Exercise: An exact retyping of every record is required.

[Source records]
^^^^^^^^^^^^^^^^
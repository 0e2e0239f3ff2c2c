//! Pipeline orchestration.
//!
//! Wires the stages together in a fixed order: profile the raw table, write
//! the HTML report, render a pairplot of the raw data, clean, answer the
//! descriptive questions, then render the post-cleaning plots. Each stage
//! consumes the output of the previous one; failures abort the run.

use crate::analyzer::Analyzer;
use crate::cleaner::DataCleaner;
use crate::config::PipelineConfig;
use crate::error::{AnalysisError, Result};
use crate::profiler::DataProfiler;
use crate::reporting::ReportGenerator;
use crate::types::PipelineResult;
use crate::visualizer::{Visualizer, SCATTER_PAIRS};
use polars::prelude::*;
use tracing::info;

#[derive(Debug)]
pub struct Pipeline {
    config: PipelineConfig,
}

impl Pipeline {
    /// Build a pipeline from a validated configuration.
    pub fn new(config: PipelineConfig) -> Result<Self> {
        config
            .validate()
            .map_err(|e| AnalysisError::InvalidConfig(e.to_string()))?;
        Ok(Self { config })
    }

    pub fn config(&self) -> &PipelineConfig {
        &self.config
    }

    /// Run every stage over `df` and collect the artifacts.
    pub fn run(&self, df: DataFrame) -> Result<PipelineResult> {
        info!(
            "Pipeline started over {} rows x {} columns",
            df.height(),
            df.width()
        );

        let profile = DataProfiler::profile_dataset(&df)?;

        let report_path = if self.config.generate_report {
            let generator = ReportGenerator::new(&self.config.output_dir);
            Some(generator.write_profile_report(&profile, "profiling_report")?)
        } else {
            None
        };

        let visualizer = Visualizer::new(&self.config.output_dir);
        let pairplot_raw = if self.config.generate_plots {
            Some(visualizer.pairplot(&df, "pairplot_raw.png")?)
        } else {
            None
        };

        let cleaner = DataCleaner::new(&self.config);
        let (cleaned, cleaning) = cleaner.clean(df)?;

        let analysis = Analyzer::new(&cleaned).run_all()?;

        let mut scatter_plots = Vec::new();
        let pairplot_clean = if self.config.generate_plots {
            for (x_col, y_col) in SCATTER_PAIRS {
                scatter_plots.push(visualizer.scatter_with_fit(&cleaned, x_col, y_col)?);
            }
            Some(visualizer.pairplot(&cleaned, "pairplot_clean.png")?)
        } else {
            None
        };

        info!("Pipeline finished");
        Ok(PipelineResult {
            profile,
            report_path,
            cleaning,
            analysis,
            scatter_plots,
            pairplot_raw,
            pairplot_clean,
        })
    }
}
^^^^^^^^^^^^^^^^
Reply to the exercise:
repository 0e2e0239f3ff2c2c
//! Pipeline orchestration.
//!
//! Wires the stages together in a fixed order: profile the raw table, write
//! the HTML report, render a pairplot of the raw data, clean, answer the
//! descriptive questions, then render the post-cleaning plots. Each stage
//! consumes the output of the previous one; failures abort the run.

use crate::analyzer::Analyzer;
use crate::cleaner::DataCleaner;
use crate::config::PipelineConfig;
use crate::error::{AnalysisError, Result};
use crate::profiler::DataProfiler;
use crate::reporting::ReportGenerator;
use crate::types::PipelineResult;
use crate::visualizer::{Visualizer, SCATTER_PAIRS};
use polars::prelude::*;
use tracing::info;

#[derive(Debug)]
pub struct Pipeline {
    config: PipelineConfig,
}

impl Pipeline {
    /// Build a pipeline from a validated configuration.
    pub fn new(config: PipelineConfig) -> Result<Self> {
        config
            .validate()
            .map_err(|e| AnalysisError::InvalidConfig(e.to_string()))?;
        Ok(Self { config })
    }

    pub fn config(&self) -> &PipelineConfig {
        &self.config
    }

    /// Run every stage over `df` and collect the artifacts.
    pub fn run(&self, df: DataFrame) -> Result<PipelineResult> {
        info!(
            "Pipeline started over {} rows x {} columns",
            df.height(),
            df.width()
        );

        let profile = DataProfiler::profile_dataset(&df)?;

        let report_path = if self.config.generate_report {
            let generator = ReportGenerator::new(&self.config.output_dir);
            Some(generator.write_profile_report(&profile, "profiling_report")?)
        } else {
            None
        };

        let visualizer = Visualizer::new(&self.config.output_dir);
        let pairplot_raw = if self.config.generate_plots {
            Some(visualizer.pairplot(&df, "pairplot_raw.png")?)
        } else {
            None
        };

        let cleaner = DataCleaner::new(&self.config);
        let (cleaned, cleaning) = cleaner.clean(df)?;

        let analysis = Analyzer::new(&cleaned).run_all()?;

        let mut scatter_plots = Vec::new();
        let pairplot_clean = if self.config.generate_plots {
            for (x_col, y_col) in SCATTER_PAIRS {
                scatter_plots.push(visualizer.scatter_with_fit(&cleaned, x_col, y_col)?);
            }
            Some(visualizer.pairplot(&cleaned, "pairplot_clean.png")?)
        } else {
            None
        };

        info!("Pipeline finished");
        Ok(PipelineResult {
            profile,
            report_path,
            cleaning,
            analysis,
            scatter_plots,
            pairplot_raw,
            pairplot_clean,
        })
    }
}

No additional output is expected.